Cuando en diciembre, hace 41 años, Gabriel García Márquez recibía el Nobel de Literatura en Estocolmo, muchos descubríamos Europa adonde llegamos arriando first class en un avión lleno de colombianos nostálgicos que fuimos a acompañar al creador de Aracataca por razones del oficio periodístico. En Estocolmo, segunda escala del periplo, sacamos pecho por cuenta del Nobel. Todavía recuerdo -parece que fue mañana- a Gabito mirando a los tendidos, mientras escuchaba una cerrada ovación, luego de recibir el premio de riguroso liquiliqui, el traje de luces del Caribe.
Claro que el frío primermundista de Estocolmo nos produjo pánico. Menos mal que había hecho cursillo para esquimal con los pluscuamperfectos inviernos bogotanos. También me ayudó haber nacido en Montebello, un pueblito “feo-bello, faldudo y frío”.
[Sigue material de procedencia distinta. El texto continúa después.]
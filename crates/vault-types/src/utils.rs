//! Formatting and time helpers.

use std::collections::HashMap;

/// Shortens an identifier for log output.
///
/// Shows only the first 8 characters followed by ".." for longer strings.
pub fn truncate_id(id: &str) -> String {
	match id.char_indices().nth(8) {
		Some((idx, _)) => format!("{}..", &id[..idx]),
		None => id.to_string(),
	}
}

/// Current Unix timestamp in seconds, 0 if the clock is before the epoch.
pub fn current_timestamp() -> u64 {
	std::time::SystemTime::now()
		.duration_since(std::time::UNIX_EPOCH)
		.map(|d| d.as_secs())
		.unwrap_or(0)
}

/// Replaces `{{key}}` placeholders with values from `vars`.
///
/// Whitespace inside the braces is ignored and unknown keys render as empty
/// strings. An unterminated `{{` is copied through unchanged.
pub fn render_template(template: &str, vars: &HashMap<String, String>) -> String {
	let mut out = String::with_capacity(template.len());
	let mut rest = template;
	while let Some(start) = rest.find("{{") {
		out.push_str(&rest[..start]);
		let after = &rest[start + 2..];
		let Some(end) = after.find("}}") else {
			out.push_str(&rest[start..]);
			return out;
		};
		let key = after[..end].trim();
		if let Some(value) = vars.get(key) {
			out.push_str(value);
		}
		rest = &after[end + 2..];
	}
	out.push_str(rest);
	out
}

#[cfg(test)]
mod tests {
	use super::*;

	#[test]
	fn test_truncate_id() {
		assert_eq!(truncate_id("abc"), "abc");
		assert_eq!(truncate_id("12345678"), "12345678");
		assert_eq!(truncate_id("123456789"), "12345678..");
	}

	#[test]
	fn test_render_template() {
		let vars = HashMap::from([
			("name".to_string(), "Ada".to_string()),
			("order_id".to_string(), "ord-1".to_string()),
		]);
		let rendered = render_template("Hi {{name}}, order {{ order_id }} {{missing}}done", &vars);
		assert_eq!(rendered, "Hi Ada, order ord-1 done");
		assert_eq!(render_template("open {{name", &vars), "open {{name");
	}
}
En la capital sueca descubrí que la nieve es frío en copitos de algodón. Ver caer la nieve es lo más parecido a la felicidad. El asunto se complica a medida que vamos sintiendo que nos quedamos sin orejas. O sin nariz. Hay que mirar bizco para asegurarse de que la nariz está en su sitio. Se respira por inercia. El clima escandinavo en diciembre es terrible.
No sé qué les incomodó de los visitantes de Macondo, pero los nórdicos nos recibieron con días cortos. O con noches muy largas, no sé. Casi siempre era de noche. Por esos días teníamos cara de retrato hablado. Es decir, no nos parecíamos a nadie. Menos a nosotros mismos. Los relojes que llevábamos, acostumbrados a dar la hora mitad de día, mitad de noche, quedaron locos. Por culpa del clima, me fue agarrando angustia existencial meteorológica. Con ese hielo y la escasez de luz, sentía como si el mismo día hubiera quedado viudo, huérfano, pobre, feo y ateo a la vez.
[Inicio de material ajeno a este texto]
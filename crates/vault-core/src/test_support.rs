//! Fixtures shared by the unit tests in this crate.

use crate::handlers::{DeliveryHandler, FulfilmentHandler, OrderActions};
use crate::state::OrderStateMachine;
use async_trait::async_trait;
use mockall::mock;
use std::sync::atomic::{AtomicBool, Ordering};
use std::sync::{Arc, Mutex};
use vault_config::SlaConfig;
use vault_documents::implementations::template::TemplateGenerator;
use vault_documents::{
	DocumentError, DocumentInterface, DocumentService, GeneratedDocument, GenerationRequest,
};
use vault_notify::{EmailMessage, NotificationError, NotificationInterface, NotificationService};
use vault_storage::implementations::memory::MemoryStorage;
use vault_storage::StorageService;
use vault_types::{ConfigSchema, NewOrder, Order, OrderStatus, Schema, ValidationError};

mock! {
	pub Docs {}

	#[async_trait]
	impl DocumentInterface for Docs {
		fn config_schema(&self) -> Box<dyn ConfigSchema>;
		async fn generate(
			&self,
			request: &GenerationRequest,
		) -> Result<GeneratedDocument, DocumentError>;
	}
}

struct NoSchema;

impl ConfigSchema for NoSchema {
	fn validate(&self, config: &toml::Value) -> Result<(), ValidationError> {
		Schema::new(vec![], vec![]).validate(config)
	}
}

/// Notification backend that records messages and can be told to fail.
#[derive(Clone, Default)]
pub struct RecordingMailer {
	sent: Arc<Mutex<Vec<EmailMessage>>>,
	failing: Arc<AtomicBool>,
}

impl RecordingMailer {
	pub fn fail_next_sends(&self, fail: bool) {
		self.failing.store(fail, Ordering::SeqCst);
	}

	pub fn sent(&self) -> Vec<EmailMessage> {
		self.sent.lock().unwrap().clone()
	}
}

#[async_trait]
impl NotificationInterface for RecordingMailer {
	fn config_schema(&self) -> Box<dyn ConfigSchema> {
		Box::new(NoSchema)
	}

	async fn send(&self, _from: &str, message: &EmailMessage) -> Result<(), NotificationError> {
		if self.failing.load(Ordering::SeqCst) {
			return Err(NotificationError::Delivery("mailbox unavailable".into()));
		}
		self.sent.lock().unwrap().push(message.clone());
		Ok(())
	}
}

pub struct Harness {
	pub storage: Arc<StorageService>,
	pub state_machine: Arc<OrderStateMachine>,
	pub documents: Arc<DocumentService>,
	pub notifications: Arc<NotificationService>,
	pub fulfilment: Arc<FulfilmentHandler>,
	pub delivery: Arc<DeliveryHandler>,
	pub actions: OrderActions,
	pub mailer: RecordingMailer,
}

impl Harness {
	pub async fn new() -> Self {
		Self::build(Box::new(TemplateGenerator::with_builtin()))
	}

	pub async fn with_documents(docs: MockDocs) -> Self {
		Self::build(Box::new(docs))
	}

	fn build(generator: Box<dyn DocumentInterface>) -> Self {
		let storage = Arc::new(StorageService::new(Box::new(MemoryStorage::new())));
		let state_machine = Arc::new(OrderStateMachine::new(
			storage.clone(),
			SlaConfig::default(),
		));
		let documents = Arc::new(DocumentService::new(generator));
		let mailer = RecordingMailer::default();
		let notifications = Arc::new(NotificationService::new(
			Box::new(mailer.clone()),
			"orders@example.co.uk",
			"ops@example.co.uk",
		));

		Self {
			fulfilment: Arc::new(FulfilmentHandler::new(
				state_machine.clone(),
				documents.clone(),
				notifications.clone(),
			)),
			delivery: Arc::new(DeliveryHandler::new(
				state_machine.clone(),
				notifications.clone(),
			)),
			actions: OrderActions::new(state_machine.clone(), notifications.clone()),
			storage,
			state_machine,
			documents,
			notifications,
			mailer,
		}
	}

	pub async fn draft_order(&self) -> Order {
		let new_order = NewOrder {
			client_id: "client-1".to_string(),
			client_email: "client@example.co.uk".to_string(),
			organization_id: None,
			service_code: "compliance_pack".to_string(),
			tier: "standard".to_string(),
			client_inputs: serde_json::Map::new(),
		};
		self.state_machine
			.create_order(new_order, "client-1")
			.await
			.unwrap()
	}

	pub async fn queued_order(&self) -> Order {
		let order = self.draft_order().await;
		for status in [OrderStatus::Paid, OrderStatus::Queued] {
			self.state_machine
				.transition(&order.id, status, "system", None)
				.await
				.unwrap();
		}
		self.state_machine.get_order(&order.id).await.unwrap()
	}

	pub async fn finalising_order(&self) -> Order {
		let order = self.queued_order().await;
		self.fulfilment.generate(&order.id).await.unwrap();
		self.actions
			.approve(&order.id, "staff-1", None)
			.await
			.unwrap()
	}

	pub fn sent(&self) -> Vec<EmailMessage> {
		self.mailer.sent()
	}
}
No ver el sol todos los días es demasiado para un habitante de este lado de la vida. En fin, el clima de Estocolmo en diciembre no se lo deseo al peor amigo, ni al mejor enemigo.
Estocolmo nos permitió otro descubrimiento: el metro. Haga de cuenta un ascensor acostado, como dijo un paisa la primera vez que montó en el de Medellín. Al principio, le ponía la mano. Hay mucho bobito de exportación. Con la venia del rey Gustavo Adolfo, debo confesar que las mujeres suecas me produjeron decepción. Los del contingente de Macondo esperábamos que las suecas se nos echaran encima. Yo estaba preparado hasta para una violación. Me preguntaba cómo iba a rendir para tantas. Sabía que no podía hacer quedar mal a mi país.
Al final, regresamos a casita con nuestra libido alborotada, pero intacta. Vírgenes de suecas. Las paisanas de Olafo, bellas, repetidas e imposibles, se nos hicieron las suecas. Regresamos a Macondo sin el pecado y sin el género, sexualmente hablando. Algo que nunca nos creyeron en casita.
El primer mundo había quedado descubierto. Ya podíamos contarles a los nietos que habíamos cubierto la entrega de un Nobel y que habíamos conocido la nieve que antes solo veíamos en las películas.